-- Records for the task follows --

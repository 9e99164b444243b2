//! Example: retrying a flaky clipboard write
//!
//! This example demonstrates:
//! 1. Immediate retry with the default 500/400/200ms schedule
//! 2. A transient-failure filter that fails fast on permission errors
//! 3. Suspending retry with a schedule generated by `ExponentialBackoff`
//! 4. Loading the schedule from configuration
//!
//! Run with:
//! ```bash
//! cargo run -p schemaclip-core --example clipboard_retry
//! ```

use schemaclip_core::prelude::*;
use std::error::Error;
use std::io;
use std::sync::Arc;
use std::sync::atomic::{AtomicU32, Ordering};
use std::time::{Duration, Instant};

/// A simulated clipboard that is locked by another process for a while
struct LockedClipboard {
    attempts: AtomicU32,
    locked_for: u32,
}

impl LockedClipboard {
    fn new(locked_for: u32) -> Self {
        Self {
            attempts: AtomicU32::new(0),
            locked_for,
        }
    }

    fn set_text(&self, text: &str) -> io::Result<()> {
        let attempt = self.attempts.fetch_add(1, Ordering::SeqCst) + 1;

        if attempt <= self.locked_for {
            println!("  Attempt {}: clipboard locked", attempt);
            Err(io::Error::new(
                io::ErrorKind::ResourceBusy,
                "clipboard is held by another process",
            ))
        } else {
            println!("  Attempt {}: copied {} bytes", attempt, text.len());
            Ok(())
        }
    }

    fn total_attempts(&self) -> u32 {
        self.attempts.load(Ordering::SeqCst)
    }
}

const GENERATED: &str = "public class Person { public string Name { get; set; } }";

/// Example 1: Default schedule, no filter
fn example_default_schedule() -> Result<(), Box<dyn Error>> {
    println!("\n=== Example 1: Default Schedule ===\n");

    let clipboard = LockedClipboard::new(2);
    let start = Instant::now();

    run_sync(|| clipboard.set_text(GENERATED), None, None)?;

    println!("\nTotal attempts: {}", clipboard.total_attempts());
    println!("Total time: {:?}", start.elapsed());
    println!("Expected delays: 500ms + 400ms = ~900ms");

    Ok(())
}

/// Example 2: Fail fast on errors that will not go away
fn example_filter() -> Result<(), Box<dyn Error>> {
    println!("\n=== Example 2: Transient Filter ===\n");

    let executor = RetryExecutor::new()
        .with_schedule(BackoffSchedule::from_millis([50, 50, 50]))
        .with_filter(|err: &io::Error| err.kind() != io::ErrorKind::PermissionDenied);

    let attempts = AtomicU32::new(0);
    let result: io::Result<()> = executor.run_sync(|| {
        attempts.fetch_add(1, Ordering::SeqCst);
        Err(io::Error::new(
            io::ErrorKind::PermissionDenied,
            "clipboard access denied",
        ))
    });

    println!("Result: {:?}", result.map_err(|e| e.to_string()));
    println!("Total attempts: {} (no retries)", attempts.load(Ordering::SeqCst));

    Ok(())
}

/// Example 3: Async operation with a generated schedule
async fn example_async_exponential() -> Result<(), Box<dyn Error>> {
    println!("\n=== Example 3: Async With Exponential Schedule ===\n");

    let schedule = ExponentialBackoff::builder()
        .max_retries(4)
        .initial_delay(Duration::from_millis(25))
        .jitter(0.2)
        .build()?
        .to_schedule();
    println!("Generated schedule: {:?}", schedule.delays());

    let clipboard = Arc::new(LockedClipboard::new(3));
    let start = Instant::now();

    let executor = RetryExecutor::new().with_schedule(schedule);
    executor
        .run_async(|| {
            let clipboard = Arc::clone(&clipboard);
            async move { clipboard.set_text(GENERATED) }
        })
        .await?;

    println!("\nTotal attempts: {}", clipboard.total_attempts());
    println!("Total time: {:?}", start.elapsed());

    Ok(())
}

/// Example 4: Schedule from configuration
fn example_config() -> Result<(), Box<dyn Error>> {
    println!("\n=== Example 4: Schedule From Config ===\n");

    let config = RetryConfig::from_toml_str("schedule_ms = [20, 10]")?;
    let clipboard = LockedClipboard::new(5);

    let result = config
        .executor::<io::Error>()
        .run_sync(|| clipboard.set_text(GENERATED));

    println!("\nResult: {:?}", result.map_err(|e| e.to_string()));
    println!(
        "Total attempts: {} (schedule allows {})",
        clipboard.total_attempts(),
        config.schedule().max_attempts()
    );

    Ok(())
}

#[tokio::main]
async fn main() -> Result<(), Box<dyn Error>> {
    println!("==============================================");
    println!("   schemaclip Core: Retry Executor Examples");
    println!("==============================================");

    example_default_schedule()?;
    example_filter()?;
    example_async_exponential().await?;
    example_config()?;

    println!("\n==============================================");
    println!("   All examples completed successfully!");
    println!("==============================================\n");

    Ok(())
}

-- Records for the task concluded --

Each line of the records must be reproduced exactly.

repository 9e99164b444243b2
//! Example: retrying a flaky clipboard write
//!
//! This example demonstrates:
//! 1. Immediate retry with the default 500/400/200ms schedule
//! 2. A transient-failure filter that fails fast on permission errors
//! 3. Suspending retry with a schedule generated by `ExponentialBackoff`
//! 4. Loading the schedule from configuration
//!
//! Run with:
//! ```bash
//! cargo run -p schemaclip-core --example clipboard_retry
//! ```

use schemaclip_core::prelude::*;
use std::error::Error;
use std::io;
use std::sync::Arc;
use std::sync::atomic::{AtomicU32, Ordering};
use std::time::{Duration, Instant};

/// A simulated clipboard that is locked by another process for a while
struct LockedClipboard {
    attempts: AtomicU32,
    locked_for: u32,
}

impl LockedClipboard {
    fn new(locked_for: u32) -> Self {
        Self {
            attempts: AtomicU32::new(0),
            locked_for,
        }
    }

    fn set_text(&self, text: &str) -> io::Result<()> {
        let attempt = self.attempts.fetch_add(1, Ordering::SeqCst) + 1;

        if attempt <= self.locked_for {
            println!("  Attempt {}: clipboard locked", attempt);
            Err(io::Error::new(
                io::ErrorKind::ResourceBusy,
                "clipboard is held by another process",
            ))
        } else {
            println!("  Attempt {}: copied {} bytes", attempt, text.len());
            Ok(())
        }
    }

    fn total_attempts(&self) -> u32 {
        self.attempts.load(Ordering::SeqCst)
    }
}

const GENERATED: &str = "public class Person { public string Name { get; set; } }";

/// Example 1: Default schedule, no filter
fn example_default_schedule() -> Result<(), Box<dyn Error>> {
    println!("\n=== Example 1: Default Schedule ===\n");

    let clipboard = LockedClipboard::new(2);
    let start = Instant::now();

    run_sync(|| clipboard.set_text(GENERATED), None, None)?;

    println!("\nTotal attempts: {}", clipboard.total_attempts());
    println!("Total time: {:?}", start.elapsed());
    println!("Expected delays: 500ms + 400ms = ~900ms");

    Ok(())
}

/// Example 2: Fail fast on errors that will not go away
fn example_filter() -> Result<(), Box<dyn Error>> {
    println!("\n=== Example 2: Transient Filter ===\n");

    let executor = RetryExecutor::new()
        .with_schedule(BackoffSchedule::from_millis([50, 50, 50]))
        .with_filter(|err: &io::Error| err.kind() != io::ErrorKind::PermissionDenied);

    let attempts = AtomicU32::new(0);
    let result: io::Result<()> = executor.run_sync(|| {
        attempts.fetch_add(1, Ordering::SeqCst);
        Err(io::Error::new(
            io::ErrorKind::PermissionDenied,
            "clipboard access denied",
        ))
    });

    println!("Result: {:?}", result.map_err(|e| e.to_string()));
    println!("Total attempts: {} (no retries)", attempts.load(Ordering::SeqCst));

    Ok(())
}

/// Example 3: Async operation with a generated schedule
async fn example_async_exponential() -> Result<(), Box<dyn Error>> {
    println!("\n=== Example 3: Async With Exponential Schedule ===\n");

    let schedule = ExponentialBackoff::builder()
        .max_retries(4)
        .initial_delay(Duration::from_millis(25))
        .jitter(0.2)
        .build()?
        .to_schedule();
    println!("Generated schedule: {:?}", schedule.delays());

    let clipboard = Arc::new(LockedClipboard::new(3));
    let start = Instant::now();

    let executor = RetryExecutor::new().with_schedule(schedule);
    executor
        .run_async(|| {
            let clipboard = Arc::clone(&clipboard);
            async move { clipboard.set_text(GENERATED) }
        })
        .await?;

    println!("\nTotal attempts: {}", clipboard.total_attempts());
    println!("Total time: {:?}", start.elapsed());

    Ok(())
}

/// Example 4: Schedule from configuration
fn example_config() -> Result<(), Box<dyn Error>> {
    println!("\n=== Example 4: Schedule From Config ===\n");

    let config = RetryConfig::from_toml_str("schedule_ms = [20, 10]")?;
    let clipboard = LockedClipboard::new(5);

    let result = config
        .executor::<io::Error>()
        .run_sync(|| clipboard.set_text(GENERATED));

    println!("\nResult: {:?}", result.map_err(|e| e.to_string()));
    println!(
        "Total attempts: {} (schedule allows {})",
        clipboard.total_attempts(),
        config.schedule().max_attempts()
    );

    Ok(())
}

#[tokio::main]
async fn main() -> Result<(), Box<dyn Error>> {
    println!("==============================================");
    println!("   schemaclip Core: Retry Executor Examples");
    println!("==============================================");

    example_default_schedule()?;
    example_filter()?;
    example_async_exponential().await?;
    example_config()?;

    println!("\n==============================================");
    println!("   All examples completed successfully!");
    println!("==============================================\n");

    Ok(())
}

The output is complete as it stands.